- **What is required**: Write out, from the entries below, exactly the lines that run between the lines holding "#[derive(Debug, Error)]" and "($metric:expr, $($label:expr),+) =>", inclusive, and stop there.

- **Records provided**:

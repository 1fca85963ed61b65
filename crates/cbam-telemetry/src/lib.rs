//! # CBAM Telemetry
//!
//! Structured logging and Prometheus metrics for the emission engine.
//!
//! ## Usage
//!
//! ```rust,ignore
//! use cbam_telemetry::{init_telemetry, TelemetryConfig};
//!
//! fn main() -> anyhow::Result<()> {
//!     let _guard = init_telemetry(&TelemetryConfig::from_env())?;
//!     tracing::info!("engine started");
//!     Ok(())
//! }
//! ```
//!
//! ## Environment Variables
//!
//! | Variable | Default | Description |
//! |----------|---------|-------------|
//! | `OTEL_SERVICE_NAME` | `cbam-emissions` | Service name in log lines |
//! | `CBAM_LOG_LEVEL` | `info` | Log level filter (falls back to `RUST_LOG`) |
//! | `CBAM_CONSOLE_OUTPUT` | `true` | Write logs to the console |
//! | `CBAM_JSON_LOGS` | `false` | JSON log output (`true` inside containers) |

mod config;
mod logging;
mod metrics;

pub use config::TelemetryConfig;
pub use logging::{build_filter, init_logging};
pub use metrics::*;

use thiserror::Error;

/// Telemetry initialization errors
#[derive(Debug, Error)]
pub enum TelemetryError {
    #[error("Failed to initialize logging: {0}")]
    LoggingInit(String),

    #[error("Failed to initialize metrics: {0}")]
    MetricsInit(String),

    #[error("Configuration error: {0}")]
    Config(String),
}

/// Guard that logs shutdown when dropped.
pub struct TelemetryGuard {
    service_name: String,
}

impl Drop for TelemetryGuard {
    fn drop(&mut self) {
        tracing::info!(service = %self.service_name, "Telemetry shut down");
    }
}

/// Initialize logging and metrics.
///
/// Keep the returned guard alive for the lifetime of the process.
pub fn init_telemetry(config: &TelemetryConfig) -> Result<TelemetryGuard, TelemetryError> {
    init_logging(config)?;
    register_metrics()?;

    Ok(TelemetryGuard {
        service_name: config.service_name.clone(),
    })
}

/// Increment a counter, optionally labelled.
#[macro_export]
macro_rules! metric_inc {
    ($metric:expr) => {
        $metric.inc()
    };
    ($metric:expr, $($label:expr),+) => {
        $metric.with_label_values(&[$($label),+]).inc()
    };
}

- **Solved exercise**:
#[derive(Debug, Error)]
pub enum TelemetryError {
    #[error("Failed to initialize logging: {0}")]
    LoggingInit(String),

    #[error("Failed to initialize metrics: {0}")]
    MetricsInit(String),

    #[error("Configuration error: {0}")]
    Config(String),
}

/// Guard that logs shutdown when dropped.
pub struct TelemetryGuard {
    service_name: String,
}

impl Drop for TelemetryGuard {
    fn drop(&mut self) {
        tracing::info!(service = %self.service_name, "Telemetry shut down");
    }
}

/// Initialize logging and metrics.
///
/// Keep the returned guard alive for the lifetime of the process.
pub fn init_telemetry(config: &TelemetryConfig) -> Result<TelemetryGuard, TelemetryError> {
    init_logging(config)?;
    register_metrics()?;

    Ok(TelemetryGuard {
        service_name: config.service_name.clone(),
    })
}

/// Increment a counter, optionally labelled.
#[macro_export]
macro_rules! metric_inc {
    ($metric:expr) => {
        $metric.inc()
    };
    ($metric:expr, $($label:expr),+) => {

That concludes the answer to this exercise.